JFL

March 20, 2020

Update: Stay Focused on the Long-Term

Over the almost 65 years of Jarislowsky Fraser’s history there have been many market corrections and extended bear markets. Each one seems different when it happens because the causes are never the same, the speed of the market reaction varies, and the time to recover is almost impossible for anyone to predict. In that sense, the market correction caused by the combined impact of the COVID-19 pandemic and the oil shock is similar. The speed and magnitude of the market’s fall is certainly unprecedented – it usually takes much longer for markets to fall this deeply – but the result is the same: an erosion of asset value, heightened fear, and above all, a feeling of uncertainty as to what the future holds. Markets loathe uncertainty, and they react quickly with a “shoot first, ask later” attitude, but they invariably bounce back.

Governments and central banks are going to extraordinary lengths to prop up their economies and markets. Borders are closing and many economies are now essentially on lockdown. The U.S. Federal Reserve and the Bank of Canada have cut rates outside of regularly scheduled meetings in order to provide liquidity. Many countries have promised billions of dollars to mitigate the negative impact on businesses and citizens. However, even these substantial measures were not enough for investors who are looking for a stronger fiscal policy response, which they feel will be more impactful on growth. Having sunk to all-time lows on March 17, the 10-year U.S. Treasury yield shot up the next day as traders worried that things may be worse than they appear and that there may be excess bond supply.

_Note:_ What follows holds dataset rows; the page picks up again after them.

impl RobotCursor {
    /// `apply_immediately` makes `issue` apply synchronously (write
    /// cursor); otherwise actions accumulate until `apply_next` is
    /// driven externally (stream/motion cursors).
    pub fn new(name: &str, apply_immediately: bool) -> Self {
        Self {
            name: name.to_string(),
            position: None,
            rotation: None,
            joints: None,
            external_axes: [None; 6],
            settings: Settings::default(),
            tool: None,
            tools: HashMap::new(),
            digital_outputs: HashMap::new(),
            analog_outputs: HashMap::new(),
            is_extruding: false,
            extruded_length: 0.0,
            target_temperatures: HashMap::new(),
            stack: SettingsBuffer::new(),
            last_pop: None,
            buffer: ActionBuffer::new(),
            child: None,
            apply_immediately,
        }
    }

    pub fn name(&self) -> &str {
        &self.name
    }

    pub fn set_child(&mut self, child: Arc<Mutex<RobotCursor>>) {
        self.child = Some(child);
    }

    /// Seed position, rotation and joints from a device state broadcast.
    /// The only path that may make both representations valid at once,
    /// since the values come from the same physical pose.
    pub fn prime(&mut self, position: Vector, rotation: Quaternion, joints: Joints) {
        self.position = Some(position);
        self.rotation = Some(rotation);
        self.joints = Some(joints);
    }

    /// Queue an action; apply it synchronously if this cursor is
    /// configured for immediate application. Returns the apply result,
    /// or true when deferred.
    pub fn issue(&mut self, action: Action) -> bool {
        self.buffer.append(action);
        if self.apply_immediately {
            self.apply_next().map(|(_, ok)| ok).unwrap_or(false)
        } else {
            true
        }
    }

    /// Pop the oldest pending action, apply it, and cascade it to the
    /// child cursor only when application succeeded. The action is
    /// consumed either way.
    pub fn apply_next(&mut self) -> Option<(Action, bool)> {
        let action = self.buffer.pop_next()?;
        let ok = self.apply(&action);
        if ok {
            if let Some(child) = &self.child {
                match child.lock() {
                    Ok(mut child) => {
                        child.issue(action.clone());
                    }
                    Err(_) => warn!("[{}] child cursor lock poisoned, cascade lost", self.name),
                }
            }
        }
        Some((action, ok))
    }

    /// Apply every pending action with id up to and including `id`.
    /// Acknowledgments cover batched and wire-less actions, so catching
    /// up must consume the whole prefix, not just the acked id. Returns
    /// the number of actions consumed.
    pub fn apply_until_id(&mut self, id: u64) -> usize {
        let mut consumed = 0;
        while self.buffer.peek_next().map(|a| a.id <= id).unwrap_or(false) {
            self.apply_next();
            consumed += 1;
        }
        consumed
    }

    pub fn pending_count(&self) -> usize {
        self.buffer.pending_count()
    }

    pub fn pending_block_count(&self) -> usize {
        self.buffer.pending_block().len()
    }

    pub fn are_pending(&self) -> bool {
        self.buffer.are_pending()
    }

    pub fn peek_next_id(&self) -> Option<u64> {
        self.buffer.peek_next().map(|a| a.id)
    }

    /// Close the current compile block at the end of the issued actions.
    pub fn mark_block(&mut self) {
        self.buffer.mark_block();
    }

    /// Mutate cursor state according to one action. Expected failures
    /// reject with an info log and false rather than panicking.
    pub fn apply(&mut self, action: &Action) -> bool {
        match &action.kind {
            ActionKind::Translation {
                translation,
                relative,
            } => self.apply_translation(*translation, *relative),
            ActionKind::Rotation { rotation, relative } => {
                self.apply_rotation(*rotation, *relative)
            }
            ActionKind::Transformation {
                translation,
                rotation,
                relative,
                translation_first,
            } => self.apply_transformation(*translation, *rotation, *relative, *translation_first),
            ActionKind::Axes { joints, relative } => self.apply_axes(*joints, *relative),
            ActionKind::ExternalAxis {
                axis,
                value,
                relative,
            } => self.apply_external_axis(*axis, *value, *relative),
            ActionKind::Speed { value, relative } => {
                self.settings.speed = non_negative(
                    &self.name,
                    "speed",
                    scalar(self.settings.speed, *value, *relative),
                );
                true
            }
            ActionKind::Acceleration { value, relative } => {
                self.settings.acceleration = non_negative(
                    &self.name,
                    "acceleration",
                    scalar(self.settings.acceleration, *value, *relative),
                );
                true
            }
            ActionKind::RotationSpeed { value, relative } => {
                self.settings.rotation_speed = non_negative(
                    &self.name,
                    "rotation speed",
                    scalar(self.settings.rotation_speed, *value, *relative),
                );
                true
            }
            ActionKind::JointSpeed { value, relative } => {
                self.settings.joint_speed = non_negative(
                    &self.name,
                    "joint speed",
                    scalar(self.settings.joint_speed, *value, *relative),
                );
                true
            }
            ActionKind::JointAcceleration { value, relative } => {
                self.settings.joint_acceleration = non_negative(
                    &self.name,
                    "joint acceleration",
                    scalar(self.settings.joint_acceleration, *value, *relative),
                );
                true
            }
            ActionKind::Precision { value, relative } => {
                self.settings.precision = non_negative(
                    &self.name,
                    "precision",
                    scalar(self.settings.precision, *value, *relative),
                );
                true
            }
            ActionKind::MotionMode { motion } => {
                self.settings.motion_type = *motion;
                true
            }
            ActionKind::Coordinates { reference } => {
                self.settings.reference_cs = *reference;
                true
            }
            ActionKind::PushSettings => self.stack.push(self.settings),
            ActionKind::PopSettings => match self.stack.pop() {
                Some(restored) => {
                    self.last_pop = Some(self.settings);
                    self.settings = restored;
                    true
                }
                None => {
                    info!("[{}] settings stack empty, pop ignored", self.name);
                    false
                }
            },
            ActionKind::Wait { .. }
            | ActionKind::Message { .. }
            | ActionKind::Comment { .. }
            | ActionKind::CustomCode { .. } => true,
            ActionKind::DefineTool { tool } => {
                self.tools.insert(tool.name.clone(), tool.clone());
                true
            }
            ActionKind::AttachTool { name } => self.apply_attach_tool(name),
            ActionKind::DetachTool => self.apply_detach_tool(),
            ActionKind::IoDigital { pin, on } => {
                self.digital_outputs.insert(pin.clone(), *on);
                true
            }
            ActionKind::IoAnalog { pin, value } => {
                self.analog_outputs.insert(pin.clone(), *value);
                true
            }
            ActionKind::Temperature {
                channel, degrees, ..
            } => {
                self.target_temperatures.insert(*channel, *degrees);
                true
            }
            ActionKind::Extrusion { on } => {
                self.is_extruding = *on;
                true
            }
            ActionKind::ExtrusionRate { rate, relative } => {
                self.settings.extrusion_rate =
                    scalar(self.settings.extrusion_rate, *rate, *relative);
                true
            }
        }
    }

    fn apply_translation(&mut self, translation: Vector, relative: bool) -> bool {
        let next = if relative {
            let (Some(position), Some(rotation)) = (self.position, self.rotation) else {
                info!(
                    "[{}] relative move requires an absolute pose first, skipped",
                    self.name
                );
                return false;
            };
            let delta = match self.settings.reference_cs {
                ReferenceCs::World => translation,
                ReferenceCs::Local => rotation.rotate_vector(translation),
            };
            position + delta
        } else {
            if self.rotation.is_none() {
                self.rotation = Some(Quaternion::identity());
            }
            translation
        };

        self.track_extrusion(self.position, next);
        self.position = Some(next);
        self.joints = None;
        true
    }

    fn apply_rotation(&mut self, rotation: Quaternion, relative: bool) -> bool {
        if relative {
            let (Some(_), Some(current)) = (self.position, self.rotation) else {
                info!(
                    "[{}] relative rotation requires an absolute pose first, skipped",
                    self.name
                );
                return false;
            };
            self.rotation = Some(match self.settings.reference_cs {
                ReferenceCs::World => current.pre_multiplied(rotation),
                ReferenceCs::Local => current.post_multiplied(rotation),
            });
        } else {
            if self.position.is_none() {
                info!(
                    "[{}] absolute rotation requires a position first, skipped",
                    self.name
                );
                return false;
            }
            self.rotation = Some(rotation);
        }
        self.joints = None;
        true
    }

    fn apply_transformation(
        &mut self,
        translation: Vector,
        rotation: Quaternion,
        relative: bool,
        translation_first: bool,
    ) -> bool {
        if !relative {
            self.track_extrusion(self.position, translation);
            self.position = Some(translation);
            self.rotation = Some(rotation);
            self.joints = None;
            return true;
        }

        let (Some(position), Some(current)) = (self.position, self.rotation) else {
            info!(
                "[{}] relative transform requires an absolute pose first, skipped",
                self.name
            );
            return false;
        };

        // In the local frame the translation is expressed in TCP
        // coordinates, so it rotates into world space by whichever
        // orientation is current when it is applied: the old one if the
        // move comes first, the new one if the rotation comes first.
        let world = matches!(self.settings.reference_cs, ReferenceCs::World);
        let (next_position, next_rotation) = if translation_first {
            let delta = if world {
                translation
            } else {
                current.rotate_vector(translation)
            };
            let next_rotation = if world {
                current.pre_multiplied(rotation)
            } else {
                current.post_multiplied(rotation)
            };
            (position + delta, next_rotation)
        } else {
            let next_rotation = if world {
                current.pre_multiplied(rotation)
            } else {
                current.post_multiplied(rotation)
            };
            let delta = if world {
                translation
            } else {
                next_rotation.rotate_vector(translation)
            };
            (position + delta, next_rotation)
        };

        self.track_extrusion(self.position, next_position);
        self.position = Some(next_position);
        self.rotation = Some(next_rotation);
        self.joints = None;
        true
    }

    fn apply_axes(&mut self, joints: Joints, relative: bool) -> bool {
        if relative {
            let Some(current) = self.joints else {
                info!(
                    "[{}] relative axes require absolute axes first, skipped",
                    self.name
                );
                return false;
            };
            self.joints = Some(current + joints);
        } else {
            self.joints = Some(joints);
        }
        self.position = None;
        self.rotation = None;
        true
    }

    fn apply_external_axis(&mut self, axis: usize, value: f64, relative: bool) -> bool {
        if !(1..=6).contains(&axis) {
            info!(
                "[{}] external axis number {} out of range 1..=6, skipped",
                self.name, axis
            );
            return false;
        }
        let slot = &mut self.external_axes[axis - 1];
        if relative {
            let Some(current) = *slot else {
                info!(
                    "[{}] relative external axis {} requires an absolute value first, skipped",
                    self.name, axis
                );
                return false;
            };
            *slot = Some(current + value);
        } else {
            *slot = Some(value);
        }
        true
    }

    fn apply_attach_tool(&mut self, name: &str) -> bool {
        let Some(tool) = self.tools.get(name).cloned() else {
            info!("[{}] unknown tool \"{}\", attach skipped", self.name, name);
            return false;
        };

        // Attaching over an attached tool implicitly detaches it first,
        // otherwise the TCP transform would compound.
        if self.tool.is_some() {
            debug!(
                "[{}] tool already attached, detaching before \"{}\"",
                self.name, name
            );
            self.apply_detach_tool();
        }

        if let (Some(position), Some(rotation)) = (self.position, self.rotation) {
            self.position = Some(position + rotation.rotate_vector(tool.tcp_position));
            self.rotation = Some(rotation.post_multiplied(tool.tcp_orientation));
        }
        self.tool = Some(tool);
        true
    }

    fn apply_detach_tool(&mut self) -> bool {
        let Some(tool) = self.tool.take() else {
            info!("[{}] no tool attached, detach skipped", self.name);
            return false;
        };

        // Exact algebraic inverse of attach: undo the orientation first,
        // then remove the offset as seen by the restored orientation.
        if let (Some(position), Some(rotation)) = (self.position, self.rotation) {
            let restored = rotation.post_multiplied(tool.tcp_orientation.inverse());
            self.position = Some(position - restored.rotate_vector(tool.tcp_position));
            self.rotation = Some(restored);
        }
        true
    }

    /// Accrue extruded filament over a position change while extruding.
    fn track_extrusion(&mut self, from: Option<Vector>, to: Vector) {
        if !self.is_extruding {
            return;
        }
        if let Some(from) = from {
            self.extruded_length += self.settings.extrusion_rate * from.distance_to(to);
        }
    }
}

During this volatile period, our investment team remains focused on the long-term fundamentals, seeking opportunities to garner longer-term excess returns for our portfolios and reinforcing their defensive characteristics. What we are seeing now is investors are selling their most liquid assets, and, as a result, market valuations are massively disconnected from the fundamentals. For patient, long-term investors such as our firm, this provides the opportunity to buy great assets at steep discounts. Throughout the crisis so far, our analysts have been performing stress tests and using our deep access to management teams to assess the capacity of each and every one of our holdings to ride out the downturn and, where relevant, to maintain their dividends. In general, the vast majority of our names have low leverage and low payout ratios, and we are confident that they have solid balance sheets that can withstand the impact of an extended downturn.

We believe that difficult times call for thoughtful consideration rather than short-term thinking. History shows that the global economy and stock markets will tend to swing too far in both directions, and therefore we expect that when there are signs that the outbreak is under control, markets will respond with enthusiasm. For instance, if we look at the returns of the S&P/TSX Composite Index between 1960 and 2017, there was only a single rolling five-year period where the return of the composite was negative.  As such, remaining disciplined and invested through a well-thought-out long-term strategy is key to achieving portfolio growth over the long run.

Finally, we would encourage everyone to spare a thought for people whose health and livelihoods are being put directly at risk by this crisis. Anyone in the travel, restaurant, oil & gas and many other businesses is hurting. And of course, thank you to our front-line health care workers for their tireless dedication.

We value your trust, and will continue to provide our perspectives and thoughts on the evolving markets during this unprecedented crisis.

 

 

¹ Source: Morningstar - Based on 5-year annualized returns of the S&P/TSX Composite Total Return Index from December 31, 1960 to 2017.